• **The task**: Find the word "ExitShutdown" below. Copy each line that has it.

Stored items
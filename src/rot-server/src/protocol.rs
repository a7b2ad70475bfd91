// SPDX-FileCopyrightText: 2025 Stanislaw Grams <stanislawgrams@gmail.com>
//
// SPDX-License-Identifier: BSD-2-Clause

//! JSON messages exchanged with status feed clients.

use serde::{Deserialize, Serialize};
use thiserror::Error;

use rot_ephem::{Body, Star};

#[derive(Debug, Error, PartialEq)]
pub enum CommandError {
    #[error("not authorized")]
    Unauthorized,
    #[error("unknown command: {0}")]
    UnknownCommand(String),
    #[error("{0} not configured")]
    NotConfigured(&'static str),
    #[error("invalid argument: {0}")]
    InvalidArgument(String),
    #[error("device error: {0}")]
    Device(String),
}

impl From<rot_core::RotatorError> for CommandError {
    fn from(e: rot_core::RotatorError) -> Self {
        CommandError::Device(e.to_string())
    }
}

impl From<rot_modbus::ModbusError> for CommandError {
    fn from(e: rot_modbus::ModbusError) -> Self {
        CommandError::Device(e.to_string())
    }
}

/// Star definition carried by `add_star`.
#[derive(Debug, Clone, Default, PartialEq, Serialize, Deserialize)]
#[serde(default)]
pub struct StarMessage {
    pub starname: String,
    pub catalog: String,
    pub starnumber: i64,
    /// Right ascension, hours.
    pub ra: f64,
    /// Declination, degrees.
    pub dec: f64,
    /// Proper motion in RA, mas/yr.
    pub promora: f64,
    /// Proper motion in declination, mas/yr.
    pub promodec: f64,
    /// Parallax, mas.
    pub parallax: f64,
    /// Radial velocity, km/s.
    pub radialvelocity: f64,
}

impl From<StarMessage> for Body {
    fn from(star: StarMessage) -> Self {
        Body::Star(Star {
            name: star.starname,
            catalog: star.catalog,
            number: star.starnumber,
            ra_hours: star.ra,
            dec_deg: star.dec,
            pm_ra: star.promora,
            pm_dec: star.promodec,
            parallax: star.parallax,
            radial_velocity: star.radialvelocity,
        })
    }
}

/// Flat client message as it appears on the wire. Fields a command does not
/// use are ignored.
#[derive(Debug, Clone, Default, PartialEq, Serialize, Deserialize)]
#[serde(default)]
pub struct ClientMessage {
    pub command: String,
    pub seq: u64,
    pub register: usize,
    pub value: u16,
    pub position: f64,
    pub velocity: f64,
    pub body: usize,
    pub star: Option<StarMessage>,
    pub band: usize,
    pub enabled: bool,
}

/// A decoded client command.
#[derive(Debug, Clone, PartialEq)]
pub enum Command {
    Ack(u64),
    Track(usize),
    Write { register: usize, value: u16 },
    SetAzimuthPosition(f64),
    SetElevationPosition(f64),
    SetAzimuthVelocity(f64),
    SetElevationVelocity(f64),
    Stop,
    StopHard,
    ExitShutdown,
    SetAzimuthOffset(f64),
    SetElevationOffset(f64),
    AddStar(StarMessage),
    SetBandTx { band: usize, enabled: bool },
    SetBandRx { band: usize, enabled: bool },
}

impl Command {
    /// Commands that hand the antenna back to manual control.
    pub fn is_manual_move(&self) -> bool {
        matches!(
            self,
            Command::SetAzimuthPosition(_)
                | Command::SetElevationPosition(_)
                | Command::SetAzimuthVelocity(_)
                | Command::SetElevationVelocity(_)
                | Command::Stop
                | Command::StopHard
        )
    }
}

impl TryFrom<ClientMessage> for Command {
    type Error = CommandError;

    fn try_from(msg: ClientMessage) -> Result<Self, Self::Error> {
        let command = match msg.command.as_str() {
            "ack" => Command::Ack(msg.seq),
            "track" => Command::Track(msg.body),
            "write" => Command::Write {
                register: msg.register,
                value: msg.value,
            },
            "set_azimuth_position" => Command::SetAzimuthPosition(msg.position),
            "set_elevation_position" => Command::SetElevationPosition(msg.position),
            "set_azimuth_velocity" => Command::SetAzimuthVelocity(msg.velocity),
            "set_elevation_velocity" => Command::SetElevationVelocity(msg.velocity),
            "stop" => Command::Stop,
            "stop_hard" => Command::StopHard,
            "exit_shutdown" => Command::ExitShutdown,
            "set_azimuth_offset" => Command::SetAzimuthOffset(msg.position),
            "set_elevation_offset" => Command::SetElevationOffset(msg.position),
            "add_star" => Command::AddStar(
                msg.star
                    .ok_or_else(|| CommandError::InvalidArgument("add_star needs star".into()))?,
            ),
            "set_band_tx" => Command::SetBandTx {
                band: msg.band,
                enabled: msg.enabled,
            },
            "set_band_rx" => Command::SetBandRx {
                band: msg.band,
                enabled: msg.enabled,
            },
            other => return Err(CommandError::UnknownCommand(other.to_string())),
        };
        Ok(command)
    }
}

/// Reply sent to the issuing client when a command fails.
#[derive(Debug, Clone, PartialEq, Serialize)]
pub struct ErrorReply {
    pub error: String,
    pub seq: u64,
}

/// A decoded command with the sequence number its replies carry.
#[derive(Debug, Clone, PartialEq)]
pub struct Request {
    pub seq: u64,
    pub command: Command,
}

impl Request {
    pub fn reply(&self, error: &CommandError) -> ErrorReply {
        ErrorReply {
            error: error.to_string(),
            seq: self.seq,
        }
    }
}

/// Decode one text frame, keeping the sequence number for the error reply.
pub fn decode(text: &str) -> Result<Request, ErrorReply> {
    let msg: ClientMessage = serde_json::from_str(text).map_err(|e| ErrorReply {
        error: format!("parsing json: {}", e),
        seq: 0,
    })?;
    let seq = msg.seq;
    match Command::try_from(msg) {
        Ok(command) => Ok(Request { seq, command }),
        Err(e) => Err(ErrorReply {
            error: e.to_string(),
            seq,
        }),
    }
}

#[cfg(test)]
mod tests {
    use super::*;

    fn command(text: &str) -> Command {
        decode(text).expect("decode").command
    }

    #[test]
    fn decodes_flat_messages() {
        assert_eq!(command(r#"{"command":"ack","seq":7}"#), Command::Ack(7));
        assert_eq!(
            command(r#"{"command":"set_azimuth_position","position":-10.5,"seq":3}"#),
            Command::SetAzimuthPosition(-10.5)
        );
        assert_eq!(
            command(r#"{"command":"write","register":10,"value":1}"#),
            Command::Write {
                register: 10,
                value: 1
            }
        );
        assert_eq!(
            command(r#"{"command":"set_band_rx","band":2,"enabled":true}"#),
            Command::SetBandRx {
                band: 2,
                enabled: true
            }
        );
        assert_eq!(command(r#"{"command":"track","body":4}"#), Command::Track(4));
    }

    #[test]
    fn decodes_add_star() {
        let cmd = command(
            r#"{"command":"add_star","star":{"starname":"Deneb","catalog":"HR","starnumber":7924,"ra":20.69,"dec":45.28}}"#,
        );
        let Command::AddStar(star) = cmd else {
            panic!("expected add_star");
        };
        let body = Body::from(star);
        assert_eq!(body.name(), "Deneb");
        assert!(decode(r#"{"command":"add_star"}"#).is_err());
    }

    #[test]
    fn requests_keep_their_sequence_number() {
        let request = decode(r#"{"command":"track","body":99,"seq":41}"#).expect("decode");
        assert_eq!(request.seq, 41);
        let reply = request.reply(&CommandError::InvalidArgument("no body 99".into()));
        assert_eq!(reply.seq, 41);
        assert_eq!(reply.error, "invalid argument: no body 99");
        assert_eq!(decode(r#"{"command":"stop"}"#).expect("decode").seq, 0);
    }

    #[test]
    fn errors_carry_sequence_number() {
        let err = decode(r#"{"command":"fly","seq":12}"#).expect_err("unknown");
        assert_eq!(err.seq, 12);
        assert!(err.error.contains("fly"));
        let err = decode("not json").expect_err("bad json");
        assert_eq!(err.seq, 0);
        let json = serde_json::to_value(&err).expect("encode");
        assert!(json.get("error").is_some());
    }

    #[test]
    fn manual_moves() {
        assert!(Command::Stop.is_manual_move());
        assert!(Command::SetElevationVelocity(1.0).is_manual_move());
        assert!(!Command::Track(1).is_manual_move());
        assert!(!Command::SetAzimuthOffset(1.0).is_manual_move());
    }
}
// SPDX-FileCopyrightText: 2025 Stanislaw Grams <stanislawgrams@gmail.com>
//
// SPDX-License-Identifier: BSD-2-Clause

use tracing::level_filters::LevelFilter;
use tracing::Level;
use tracing_subscriber::EnvFilter;

/// HTTP stack targets held at warn unless debugging.
const QUIET_TARGETS: [&str; 4] = ["actix_server=warn", "actix_web=warn", "hyper=warn", "reqwest=warn"];

/// Initialize logging. `RUST_LOG` wins over the configured level, which
/// falls back to INFO when missing or invalid.
pub fn init_logging(log_level: Option<&str>) {
    let filter = EnvFilter::try_from_default_env().unwrap_or_else(|_| {
        let level = log_level
            .and_then(|s| s.parse::<Level>().ok())
            .unwrap_or(Level::INFO);
        level_filter(level)
    });

    tracing_subscriber::fmt()
        .with_target(false)
        .with_env_filter(filter)
        .init();
}

fn level_filter(level: Level) -> EnvFilter {
    let mut filter = EnvFilter::default().add_directive(LevelFilter::from_level(level).into());
    if level <= Level::INFO {
        for directive in QUIET_TARGETS {
            if let Ok(directive) = directive.parse() {
                filter = filter.add_directive(directive);
            }
        }
    }
    filter
}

• **Result for this exercise**:
    ExitShutdown,
            "exit_shutdown" => Command::ExitShutdown,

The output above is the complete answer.